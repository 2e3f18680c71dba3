//! TLS probe client
//!
//! Same probe surface as `TcpClient`; `connect` additionally performs a
//! TLS 1.2+ client handshake with SNI taken from the target name. Peer
//! certificates are captured (subject, issuer, negotiated cipher) but never
//! verified: the scanner records what a peer presents, it does not judge
//! it.

use crate::client::{http_exchange, read_chunk, write_payload, ProbeClient};
use crate::error::{NetError, NetResult};
use rustls::client::{ServerCertVerified, ServerCertVerifier};
use rustls::{Certificate, ClientConfig, OwnedTrustAnchor, RootCertStore, ServerName};
use std::net::SocketAddr;
use std::sync::Arc;
use std::time::SystemTime;
use svcscan_core::http::{Request, Response};
use svcscan_core::{Endpoint, HostState, Timeouts};
use tokio::io::AsyncWriteExt;
use tokio::net::TcpStream;
use tokio::time::timeout;
use tokio_rustls::{client::TlsStream, TlsConnector};
use tracing::{debug, trace};
use x509_parser::prelude::*;

/// Session details captured from a completed TLS handshake
#[derive(Debug, Clone, Default, PartialEq, Eq)]
pub struct TlsInfo {
    /// Negotiated cipher suite name
    pub cipher: String,
    /// Peer certificate subject DN
    pub subject: String,
    /// Peer certificate issuer DN
    pub issuer: String,
}

/// TLS-wrapped probe client
pub struct TlsClient {
    connector: TlsConnector,
    timeouts: Timeouts,
    endpoint: Option<Endpoint>,
    stream: Option<TlsStream<TcpStream>>,
    connected: bool,
    state: HostState,
    last_error: Option<NetError>,
    tls_info: Option<TlsInfo>,
}

impl TlsClient {
    pub fn new(timeouts: Timeouts) -> Self {
        let mut root_store = RootCertStore::empty();
        root_store.add_trust_anchors(webpki_roots::TLS_SERVER_ROOTS.iter().map(|ta| {
            OwnedTrustAnchor::from_subject_spki_name_constraints(
                ta.subject,
                ta.spki,
                ta.name_constraints,
            )
        }));

        let mut config = ClientConfig::builder()
            .with_safe_defaults()
            .with_root_certificates(root_store)
            .with_no_client_auth();

        // Capture certificates without enforcing trust
        config
            .dangerous()
            .set_certificate_verifier(Arc::new(AcceptAllVerifier));

        Self {
            connector: TlsConnector::from(Arc::new(config)),
            timeouts,
            endpoint: None,
            stream: None,
            connected: false,
            state: HostState::Unknown,
            last_error: None,
            tls_info: None,
        }
    }

    /// Most recent error recorded on this client
    pub fn last_error(&self) -> Option<&NetError> {
        self.last_error.as_ref()
    }

    fn port(&self) -> u16 {
        self.endpoint.as_ref().map(|ep| ep.port).unwrap_or_default()
    }

    fn record(&mut self, err: NetError) -> NetError {
        if !matches!(err, NetError::HttpMalformed { .. }) {
            self.state = err.host_state(self.connected);
        }
        trace!("{}", err);
        self.last_error = Some(err.clone());
        err
    }

    /// Pull the cipher suite and peer certificate fields off an
    /// established session
    fn capture_session(stream: &TlsStream<TcpStream>) -> TlsInfo {
        let (_io, connection) = stream.get_ref();

        let cipher = connection
            .negotiated_cipher_suite()
            .map(|suite| format!("{:?}", suite.suite()))
            .unwrap_or_default();

        let mut info = TlsInfo {
            cipher,
            ..TlsInfo::default()
        };

        if let Some(certs) = connection.peer_certificates() {
            if let Some(cert_der) = certs.first() {
                if let Ok((_, cert)) = X509Certificate::from_der(&cert_der.0) {
                    info.subject = cert.subject().to_string();
                    info.issuer = cert.issuer().to_string();
                }
            }
        }

        info
    }
}

impl ProbeClient for TlsClient {
    async fn connect(&mut self, endpoint: &Endpoint, addr: SocketAddr) -> NetResult<()> {
        self.endpoint = Some(endpoint.clone());

        let tcp = match timeout(self.timeouts.connect, TcpStream::connect(addr)).await {
            Ok(Ok(stream)) => stream,
            Ok(Err(err)) => {
                return Err(self.record(NetError::from_io(&err, endpoint.port, false)))
            }
            Err(_elapsed) => {
                return Err(self.record(NetError::Timeout {
                    port: endpoint.port,
                }))
            }
        };

        let server_name = match ServerName::try_from(endpoint.addr.as_str()) {
            Ok(name) => name,
            Err(err) => {
                return Err(self.record(NetError::Other {
                    reason: format!("invalid SNI host '{}': {}", endpoint.addr, err),
                }))
            }
        };

        match timeout(
            self.timeouts.connect,
            self.connector.connect(server_name, tcp),
        )
        .await
        {
            Ok(Ok(stream)) => {
                debug!("TLS session established: {}/tcp", endpoint.port);
                self.tls_info = Some(Self::capture_session(&stream));
                self.stream = Some(stream);
                self.connected = true;
                self.state = HostState::Open;
                Ok(())
            }
            Ok(Err(err)) => Err(self.record(NetError::from_io(&err, endpoint.port, true))),
            Err(_elapsed) => Err(self.record(NetError::Timeout {
                port: endpoint.port,
            })),
        }
    }

    async fn recv(&mut self, buf: &mut [u8]) -> NetResult<usize> {
        let port = self.port();
        let recv_timeout = self.timeouts.recv;

        let stream = match self.stream.as_mut() {
            Some(stream) => stream,
            None => {
                return Err(self.record(NetError::Other {
                    reason: format!("receive on unconnected socket: {}/tcp", port),
                }))
            }
        };

        match read_chunk(stream, buf, recv_timeout, port, true).await {
            Ok(count) => Ok(count),
            Err(err) => Err(self.record(err)),
        }
    }

    async fn send(&mut self, data: &[u8]) -> NetResult<usize> {
        let port = self.port();
        let send_timeout = self.timeouts.send;

        let stream = match self.stream.as_mut() {
            Some(stream) => stream,
            None => {
                return Err(self.record(NetError::Other {
                    reason: format!("send on unconnected socket: {}/tcp", port),
                }))
            }
        };

        match write_payload(stream, data, send_timeout, port, true).await {
            Ok(count) => Ok(count),
            Err(err) => Err(self.record(err)),
        }
    }

    async fn request(&mut self, request: &Request) -> NetResult<Response> {
        let port = self.port();
        let timeouts = self.timeouts;

        let stream = match self.stream.as_mut() {
            Some(stream) => stream,
            None => {
                return Err(self.record(NetError::Other {
                    reason: format!("request on unconnected socket: {}/tcp", port),
                }))
            }
        };

        match http_exchange(stream, request, &timeouts, port, true).await {
            Ok(response) => Ok(response),
            Err(err) => Err(self.record(err)),
        }
    }

    async fn disconnect(&mut self) {
        if let Some(mut stream) = self.stream.take() {
            let _ = stream.shutdown().await;
        }
        self.connected = false;
    }

    fn host_state(&self) -> HostState {
        self.state
    }

    fn is_connected(&self) -> bool {
        self.connected
    }

    fn tls_info(&self) -> Option<&TlsInfo> {
        self.tls_info.as_ref()
    }
}

/// Certificate verifier that accepts every peer certificate
///
/// The scanner captures certificate details for the report; trust
/// decisions are out of scope.
struct AcceptAllVerifier;

impl ServerCertVerifier for AcceptAllVerifier {
    fn verify_server_cert(
        &self,
        _end_entity: &Certificate,
        _intermediates: &[Certificate],
        _server_name: &ServerName,
        _scts: &mut dyn Iterator<Item = &[u8]>,
        _ocsp_response: &[u8],
        _now: SystemTime,
    ) -> Result<ServerCertVerified, rustls::Error> {
        Ok(ServerCertVerified::assertion())
    }
}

-=-=-=-=-

What the task requires — The answer should consist of every entry, repeated word for word.

Result of this task —
repository 2e3f18680c71dba3
//! TLS probe client
//!
//! Same probe surface as `TcpClient`; `connect` additionally performs a
//! TLS 1.2+ client handshake with SNI taken from the target name. Peer
//! certificates are captured (subject, issuer, negotiated cipher) but never
//! verified: the scanner records what a peer presents, it does not judge
//! it.

use crate::client::{http_exchange, read_chunk, write_payload, ProbeClient};
use crate::error::{NetError, NetResult};
use rustls::client::{ServerCertVerified, ServerCertVerifier};
use rustls::{Certificate, ClientConfig, OwnedTrustAnchor, RootCertStore, ServerName};
use std::net::SocketAddr;
use std::sync::Arc;
use std::time::SystemTime;
use svcscan_core::http::{Request, Response};
use svcscan_core::{Endpoint, HostState, Timeouts};
use tokio::io::AsyncWriteExt;
use tokio::net::TcpStream;
use tokio::time::timeout;
use tokio_rustls::{client::TlsStream, TlsConnector};
use tracing::{debug, trace};
use x509_parser::prelude::*;

/// Session details captured from a completed TLS handshake
#[derive(Debug, Clone, Default, PartialEq, Eq)]
pub struct TlsInfo {
    /// Negotiated cipher suite name
    pub cipher: String,
    /// Peer certificate subject DN
    pub subject: String,
    /// Peer certificate issuer DN
    pub issuer: String,
}

/// TLS-wrapped probe client
pub struct TlsClient {
    connector: TlsConnector,
    timeouts: Timeouts,
    endpoint: Option<Endpoint>,
    stream: Option<TlsStream<TcpStream>>,
    connected: bool,
    state: HostState,
    last_error: Option<NetError>,
    tls_info: Option<TlsInfo>,
}

impl TlsClient {
    pub fn new(timeouts: Timeouts) -> Self {
        let mut root_store = RootCertStore::empty();
        root_store.add_trust_anchors(webpki_roots::TLS_SERVER_ROOTS.iter().map(|ta| {
            OwnedTrustAnchor::from_subject_spki_name_constraints(
                ta.subject,
                ta.spki,
                ta.name_constraints,
            )
        }));

        let mut config = ClientConfig::builder()
            .with_safe_defaults()
            .with_root_certificates(root_store)
            .with_no_client_auth();

        // Capture certificates without enforcing trust
        config
            .dangerous()
            .set_certificate_verifier(Arc::new(AcceptAllVerifier));

        Self {
            connector: TlsConnector::from(Arc::new(config)),
            timeouts,
            endpoint: None,
            stream: None,
            connected: false,
            state: HostState::Unknown,
            last_error: None,
            tls_info: None,
        }
    }

    /// Most recent error recorded on this client
    pub fn last_error(&self) -> Option<&NetError> {
        self.last_error.as_ref()
    }

    fn port(&self) -> u16 {
        self.endpoint.as_ref().map(|ep| ep.port).unwrap_or_default()
    }

    fn record(&mut self, err: NetError) -> NetError {
        if !matches!(err, NetError::HttpMalformed { .. }) {
            self.state = err.host_state(self.connected);
        }
        trace!("{}", err);
        self.last_error = Some(err.clone());
        err
    }

    /// Pull the cipher suite and peer certificate fields off an
    /// established session
    fn capture_session(stream: &TlsStream<TcpStream>) -> TlsInfo {
        let (_io, connection) = stream.get_ref();

        let cipher = connection
            .negotiated_cipher_suite()
            .map(|suite| format!("{:?}", suite.suite()))
            .unwrap_or_default();

        let mut info = TlsInfo {
            cipher,
            ..TlsInfo::default()
        };

        if let Some(certs) = connection.peer_certificates() {
            if let Some(cert_der) = certs.first() {
                if let Ok((_, cert)) = X509Certificate::from_der(&cert_der.0) {
                    info.subject = cert.subject().to_string();
                    info.issuer = cert.issuer().to_string();
                }
            }
        }

        info
    }
}

impl ProbeClient for TlsClient {
    async fn connect(&mut self, endpoint: &Endpoint, addr: SocketAddr) -> NetResult<()> {
        self.endpoint = Some(endpoint.clone());

        let tcp = match timeout(self.timeouts.connect, TcpStream::connect(addr)).await {
            Ok(Ok(stream)) => stream,
            Ok(Err(err)) => {
                return Err(self.record(NetError::from_io(&err, endpoint.port, false)))
            }
            Err(_elapsed) => {
                return Err(self.record(NetError::Timeout {
                    port: endpoint.port,
                }))
            }
        };

        let server_name = match ServerName::try_from(endpoint.addr.as_str()) {
            Ok(name) => name,
            Err(err) => {
                return Err(self.record(NetError::Other {
                    reason: format!("invalid SNI host '{}': {}", endpoint.addr, err),
                }))
            }
        };

        match timeout(
            self.timeouts.connect,
            self.connector.connect(server_name, tcp),
        )
        .await
        {
            Ok(Ok(stream)) => {
                debug!("TLS session established: {}/tcp", endpoint.port);
                self.tls_info = Some(Self::capture_session(&stream));
                self.stream = Some(stream);
                self.connected = true;
                self.state = HostState::Open;
                Ok(())
            }
            Ok(Err(err)) => Err(self.record(NetError::from_io(&err, endpoint.port, true))),
            Err(_elapsed) => Err(self.record(NetError::Timeout {
                port: endpoint.port,
            })),
        }
    }

    async fn recv(&mut self, buf: &mut [u8]) -> NetResult<usize> {
        let port = self.port();
        let recv_timeout = self.timeouts.recv;

        let stream = match self.stream.as_mut() {
            Some(stream) => stream,
            None => {
                return Err(self.record(NetError::Other {
                    reason: format!("receive on unconnected socket: {}/tcp", port),
                }))
            }
        };

        match read_chunk(stream, buf, recv_timeout, port, true).await {
            Ok(count) => Ok(count),
            Err(err) => Err(self.record(err)),
        }
    }

    async fn send(&mut self, data: &[u8]) -> NetResult<usize> {
        let port = self.port();
        let send_timeout = self.timeouts.send;

        let stream = match self.stream.as_mut() {
            Some(stream) => stream,
            None => {
                return Err(self.record(NetError::Other {
                    reason: format!("send on unconnected socket: {}/tcp", port),
                }))
            }
        };

        match write_payload(stream, data, send_timeout, port, true).await {
            Ok(count) => Ok(count),
            Err(err) => Err(self.record(err)),
        }
    }

    async fn request(&mut self, request: &Request) -> NetResult<Response> {
        let port = self.port();
        let timeouts = self.timeouts;

        let stream = match self.stream.as_mut() {
            Some(stream) => stream,
            None => {
                return Err(self.record(NetError::Other {
                    reason: format!("request on unconnected socket: {}/tcp", port),
                }))
            }
        };

        match http_exchange(stream, request, &timeouts, port, true).await {
            Ok(response) => Ok(response),
            Err(err) => Err(self.record(err)),
        }
    }

    async fn disconnect(&mut self) {
        if let Some(mut stream) = self.stream.take() {
            let _ = stream.shutdown().await;
        }
        self.connected = false;
    }

    fn host_state(&self) -> HostState {
        self.state
    }

    fn is_connected(&self) -> bool {
        self.connected
    }

    fn tls_info(&self) -> Option<&TlsInfo> {
        self.tls_info.as_ref()
    }
}

/// Certificate verifier that accepts every peer certificate
///
/// The scanner captures certificate details for the report; trust
/// decisions are out of scope.
struct AcceptAllVerifier;

impl ServerCertVerifier for AcceptAllVerifier {
    fn verify_server_cert(
        &self,
        _end_entity: &Certificate,
        _intermediates: &[Certificate],
        _server_name: &ServerName,
        _scts: &mut dyn Iterator<Item = &[u8]>,
        _ocsp_response: &[u8],
        _now: SystemTime,
    ) -> Result<ServerCertVerified, rustls::Error> {
        Ok(ServerCertVerified::assertion())
    }
}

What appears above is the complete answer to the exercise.